*** Opening of Data provided ***
//! Project-level operations besides building.
//!
//! - `init`: interactive setup of the entrypoint fields
//! - `fix`: non-interactive repair of invalid fields
//! - `validate`: report field validity without changing anything

pub mod fix;
pub mod init;
pub mod validate;

pub use fix::fix;
pub use init::init;
pub use validate::validate;

use crate::error::BuildError;
use crate::manifest::{Package, Project};
use crate::orchestrator::PackageFailure;
use crate::output::Reporter;
use std::sync::Arc;

/// Outcome of an operation over every package
#[derive(Debug, Default)]
pub struct OpSummary {
    /// Packages the operation completed for
    pub succeeded: Vec<String>,
    pub failed: Vec<PackageFailure>,
}

impl OpSummary {
    pub fn is_success(&self) -> bool {
        self.failed.is_empty()
    }

    fn fail(&mut self, name: impl Into<String>, error: impl Into<BuildError>) {
        self.failed.push(PackageFailure {
            name: name.into(),
            error: error.into(),
        });
    }

    /// Report every failure, sorted by package name
    fn report_failures(&mut self, reporter: &Reporter) {
        self.failed.sort_by(|a, b| a.name.cmp(&b.name));
        for failure in &self.failed {
            reporter.error(&failure.error.to_string(), Some(&failure.name));
        }
    }
}

/// Load every package, recording the ones that fail to load
async fn load_packages(project: &Arc<Project>, summary: &mut OpSummary) -> Result<Vec<Package>, BuildError> {
    let mut packages = Vec::new();
    for directory in project.package_directories()? {
        match Package::load(project.clone(), &directory).await {
            Ok(package) => packages.push(package),
            Err(e) => summary.fail(directory.display().to_string(), e),
        }
    }
    Ok(packages)
}
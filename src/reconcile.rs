//! Reconciliation: compare statement metrics with the remote reports.
//!
//! Remote reports nest their numbers as
//!
//! ```text
//! {"marketplaces": [{"data": {"Income": {"Sales": [{"total": 10500.0, …}], …}, …}}]}
//! ```
//!
//! [`reformat_report`] flattens the configured categories into a
//! [`MetricMap`], and [`reconcile`] diffs it against the local statement for
//! the same period. Only names present on both sides are compared; the rest
//! are listed so they can be mapped by hand.

use crate::config::ReconConfig;
use crate::output::{MetricMap, StatementSet};
use crate::pipeline::period::DateRange;
use crate::remote::RemoteReports;
use serde::Serialize;
use serde_json::Value;
use tracing::{debug, info};

/// Local and remote value of one metric that disagree.
#[derive(Debug, Clone, PartialEq, Serialize)]
pub struct MetricDiff {
    pub name: String,
    pub local: f64,
    pub remote: f64,
}

impl MetricDiff {
    /// `local - remote`.
    pub fn difference(&self) -> f64 {
        self.local - self.remote
    }
}

/// Comparison result for one statement period.
#[derive(Debug, Clone, Serialize)]
pub struct PeriodReconciliation {
    pub period: DateRange,
    /// `false` when no remote report could be fetched for this period.
    pub remote_available: bool,
    /// Number of metric names present on both sides.
    pub compared: usize,
    pub mismatches: Vec<MetricDiff>,
    /// Names only the statement has.
    pub local_only: Vec<String>,
    /// Names only the remote report has.
    pub remote_only: Vec<String>,
}

impl PeriodReconciliation {
    /// A remote report exists and every shared metric agrees.
    pub fn is_clean(&self) -> bool {
        self.remote_available && self.mismatches.is_empty()
    }
}

/// Comparison results for every local statement period, in period order.
#[derive(Debug, Clone, Default, Serialize)]
pub struct Reconciliation {
    pub periods: Vec<PeriodReconciliation>,
}

impl Reconciliation {
    pub fn is_clean(&self) -> bool {
        self.periods.iter().all(PeriodReconciliation::is_clean)
    }

    pub fn mismatch_count(&self) -> usize {
        self.periods.iter().map(|p| p.mismatches.len()).sum()
    }

    /// Periods without a remote report.
    pub fn missing_reports(&self) -> impl Iterator<Item = &DateRange> {
        self.periods
            .iter()
            .filter(|p| !p.remote_available)
            .map(|p| &p.period)
    }
}

/// Flatten a remote report into metric name → value.
///
/// Reads `marketplaces[0].data.<category>` for each category in order; a
/// name repeated in a later category overwrites the earlier value. A
/// metric's value is the first field of its first record. Metrics whose
/// first record is not an object count as `0.0`. A report without
/// marketplaces yields an empty map.
pub fn reformat_report(report: &Value, categories: &[String]) -> MetricMap {
    let mut metrics = MetricMap::new();
    let Some(data) = report
        .get("marketplaces")
        .and_then(|m| m.get(0))
        .and_then(|m| m.get("data"))
    else {
        return metrics;
    };

    for category in categories {
        let Some(entries) = data.get(category).and_then(Value::as_object) else {
            debug!("Report has no {:?} category", category);
            continue;
        };
        for (name, records) in entries {
            metrics.insert(name.clone(), first_record_value(records));
        }
    }
    metrics
}

/// Compare one period's metrics.
pub fn compare_metrics(
    period: DateRange,
    local: &MetricMap,
    remote: Option<&MetricMap>,
    tolerance: f64,
) -> PeriodReconciliation {
    let empty = MetricMap::new();
    let remote_available = remote.is_some();
    let remote = remote.unwrap_or(&empty);

    let mut compared = 0;
    let mut mismatches = Vec::new();
    let mut local_only = Vec::new();
    for (name, &local_value) in local {
        match remote.get(name) {
            Some(&remote_value) => {
                compared += 1;
                if !within(local_value, remote_value, tolerance) {
                    mismatches.push(MetricDiff {
                        name: name.clone(),
                        local: local_value,
                        remote: remote_value,
                    });
                }
            }
            None => local_only.push(name.clone()),
        }
    }
    let remote_only = remote
        .keys()
        .filter(|name| !local.contains_key(*name))
        .cloned()
        .collect();

    PeriodReconciliation {
        period,
        remote_available,
        compared,
        mismatches,
        local_only,
        remote_only,
    }
}

/// Compare every statement period of `local` with its remote report.
pub fn reconcile(
    local: &StatementSet,
    remote: &RemoteReports,
    config: &ReconConfig,
) -> Reconciliation {
    let periods: Vec<PeriodReconciliation> = local
        .statements
        .iter()
        .map(|(period, metrics)| {
            let remote_metrics = remote
                .get(period)
                .map(|report| reformat_report(report, &config.report_categories));
            compare_metrics(
                *period,
                metrics,
                remote_metrics.as_ref(),
                config.value_tolerance,
            )
        })
        .collect();

    let result = Reconciliation { periods };
    info!(
        "Reconciled {} periods: {} mismatches, {} without remote report",
        result.periods.len(),
        result.mismatch_count(),
        result.missing_reports().count()
    );
    result
}

fn within(a: f64, b: f64, tolerance: f64) -> bool {
    (a - b).abs() <= tolerance
}

fn first_record_value(records: &Value) -> f64 {
    let first_field = records
        .as_array()
        .and_then(|r| r.first())
        .and_then(Value::as_object)
        .and_then(|record| record.values().next());

    match first_field {
        Some(Value::Number(n)) => n.as_f64().unwrap_or(0.0),
        Some(Value::String(s)) => s.replace(',', "").trim().parse().unwrap_or(0.0),
        _ => 0.0,
    }
}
*** Close of Data provided ***
• _Task objective_: Everything in the listing above should be duplicated exactly.

• _Expected output_:
//! Project-level operations besides building.
//!
//! - `init`: interactive setup of the entrypoint fields
//! - `fix`: non-interactive repair of invalid fields
//! - `validate`: report field validity without changing anything

pub mod fix;
pub mod init;
pub mod validate;

pub use fix::fix;
pub use init::init;
pub use validate::validate;

use crate::error::BuildError;
use crate::manifest::{Package, Project};
use crate::orchestrator::PackageFailure;
use crate::output::Reporter;
use std::sync::Arc;

/// Outcome of an operation over every package
#[derive(Debug, Default)]
pub struct OpSummary {
    /// Packages the operation completed for
    pub succeeded: Vec<String>,
    pub failed: Vec<PackageFailure>,
}

impl OpSummary {
    pub fn is_success(&self) -> bool {
        self.failed.is_empty()
    }

    fn fail(&mut self, name: impl Into<String>, error: impl Into<BuildError>) {
        self.failed.push(PackageFailure {
            name: name.into(),
            error: error.into(),
        });
    }

    /// Report every failure, sorted by package name
    fn report_failures(&mut self, reporter: &Reporter) {
        self.failed.sort_by(|a, b| a.name.cmp(&b.name));
        for failure in &self.failed {
            reporter.error(&failure.error.to_string(), Some(&failure.name));
        }
    }
}

/// Load every package, recording the ones that fail to load
async fn load_packages(project: &Arc<Project>, summary: &mut OpSummary) -> Result<Vec<Package>, BuildError> {
    let mut packages = Vec::new();
    for directory in project.package_directories()? {
        match Package::load(project.clone(), &directory).await {
            Ok(package) => packages.push(package),
            Err(e) => summary.fail(directory.display().to_string(), e),
        }
    }
    Ok(packages)
}
filename src/reconcile.rs
//! Reconciliation: compare statement metrics with the remote reports.
//!
//! Remote reports nest their numbers as
//!
//! ```text
//! {"marketplaces": [{"data": {"Income": {"Sales": [{"total": 10500.0, …}], …}, …}}]}
//! ```
//!
//! [`reformat_report`] flattens the configured categories into a
//! [`MetricMap`], and [`reconcile`] diffs it against the local statement for
//! the same period. Only names present on both sides are compared; the rest
//! are listed so they can be mapped by hand.

use crate::config::ReconConfig;
use crate::output::{MetricMap, StatementSet};
use crate::pipeline::period::DateRange;
use crate::remote::RemoteReports;
use serde::Serialize;
use serde_json::Value;
use tracing::{debug, info};

/// Local and remote value of one metric that disagree.
#[derive(Debug, Clone, PartialEq, Serialize)]
pub struct MetricDiff {
    pub name: String,
    pub local: f64,
    pub remote: f64,
}

impl MetricDiff {
    /// `local - remote`.
    pub fn difference(&self) -> f64 {
        self.local - self.remote
    }
}

/// Comparison result for one statement period.
#[derive(Debug, Clone, Serialize)]
pub struct PeriodReconciliation {
    pub period: DateRange,
    /// `false` when no remote report could be fetched for this period.
    pub remote_available: bool,
    /// Number of metric names present on both sides.
    pub compared: usize,
    pub mismatches: Vec<MetricDiff>,
    /// Names only the statement has.
    pub local_only: Vec<String>,
    /// Names only the remote report has.
    pub remote_only: Vec<String>,
}

impl PeriodReconciliation {
    /// A remote report exists and every shared metric agrees.
    pub fn is_clean(&self) -> bool {
        self.remote_available && self.mismatches.is_empty()
    }
}

/// Comparison results for every local statement period, in period order.
#[derive(Debug, Clone, Default, Serialize)]
pub struct Reconciliation {
    pub periods: Vec<PeriodReconciliation>,
}

impl Reconciliation {
    pub fn is_clean(&self) -> bool {
        self.periods.iter().all(PeriodReconciliation::is_clean)
    }

    pub fn mismatch_count(&self) -> usize {
        self.periods.iter().map(|p| p.mismatches.len()).sum()
    }

    /// Periods without a remote report.
    pub fn missing_reports(&self) -> impl Iterator<Item = &DateRange> {
        self.periods
            .iter()
            .filter(|p| !p.remote_available)
            .map(|p| &p.period)
    }
}

/// Flatten a remote report into metric name → value.
///
/// Reads `marketplaces[0].data.<category>` for each category in order; a
/// name repeated in a later category overwrites the earlier value. A
/// metric's value is the first field of its first record. Metrics whose
/// first record is not an object count as `0.0`. A report without
/// marketplaces yields an empty map.
pub fn reformat_report(report: &Value, categories: &[String]) -> MetricMap {
    let mut metrics = MetricMap::new();
    let Some(data) = report
        .get("marketplaces")
        .and_then(|m| m.get(0))
        .and_then(|m| m.get("data"))
    else {
        return metrics;
    };

    for category in categories {
        let Some(entries) = data.get(category).and_then(Value::as_object) else {
            debug!("Report has no {:?} category", category);
            continue;
        };
        for (name, records) in entries {
            metrics.insert(name.clone(), first_record_value(records));
        }
    }
    metrics
}

/// Compare one period's metrics.
pub fn compare_metrics(
    period: DateRange,
    local: &MetricMap,
    remote: Option<&MetricMap>,
    tolerance: f64,
) -> PeriodReconciliation {
    let empty = MetricMap::new();
    let remote_available = remote.is_some();
    let remote = remote.unwrap_or(&empty);

    let mut compared = 0;
    let mut mismatches = Vec::new();
    let mut local_only = Vec::new();
    for (name, &local_value) in local {
        match remote.get(name) {
            Some(&remote_value) => {
                compared += 1;
                if !within(local_value, remote_value, tolerance) {
                    mismatches.push(MetricDiff {
                        name: name.clone(),
                        local: local_value,
                        remote: remote_value,
                    });
                }
            }
            None => local_only.push(name.clone()),
        }
    }
    let remote_only = remote
        .keys()
        .filter(|name| !local.contains_key(*name))
        .cloned()
        .collect();

    PeriodReconciliation {
        period,
        remote_available,
        compared,
        mismatches,
        local_only,
        remote_only,
    }
}

/// Compare every statement period of `local` with its remote report.
pub fn reconcile(
    local: &StatementSet,
    remote: &RemoteReports,
    config: &ReconConfig,
) -> Reconciliation {
    let periods: Vec<PeriodReconciliation> = local
        .statements
        .iter()
        .map(|(period, metrics)| {
            let remote_metrics = remote
                .get(period)
                .map(|report| reformat_report(report, &config.report_categories));
            compare_metrics(
                *period,
                metrics,
                remote_metrics.as_ref(),
                config.value_tolerance,
            )
        })
        .collect();

    let result = Reconciliation { periods };
    info!(
        "Reconciled {} periods: {} mismatches, {} without remote report",
        result.periods.len(),
        result.mismatch_count(),
        result.missing_reports().count()
    );
    result
}

fn within(a: f64, b: f64, tolerance: f64) -> bool {
    (a - b).abs() <= tolerance
}

fn first_record_value(records: &Value) -> f64 {
    let first_field = records
        .as_array()
        .and_then(|r| r.first())
        .and_then(Value::as_object)
        .and_then(|record| record.values().next());

    match first_field {
        Some(Value::Number(n)) => n.as_f64().unwrap_or(0.0),
        Some(Value::String(s)) => s.replace(',', "").trim().parse().unwrap_or(0.0),
        _ => 0.0,
    }
}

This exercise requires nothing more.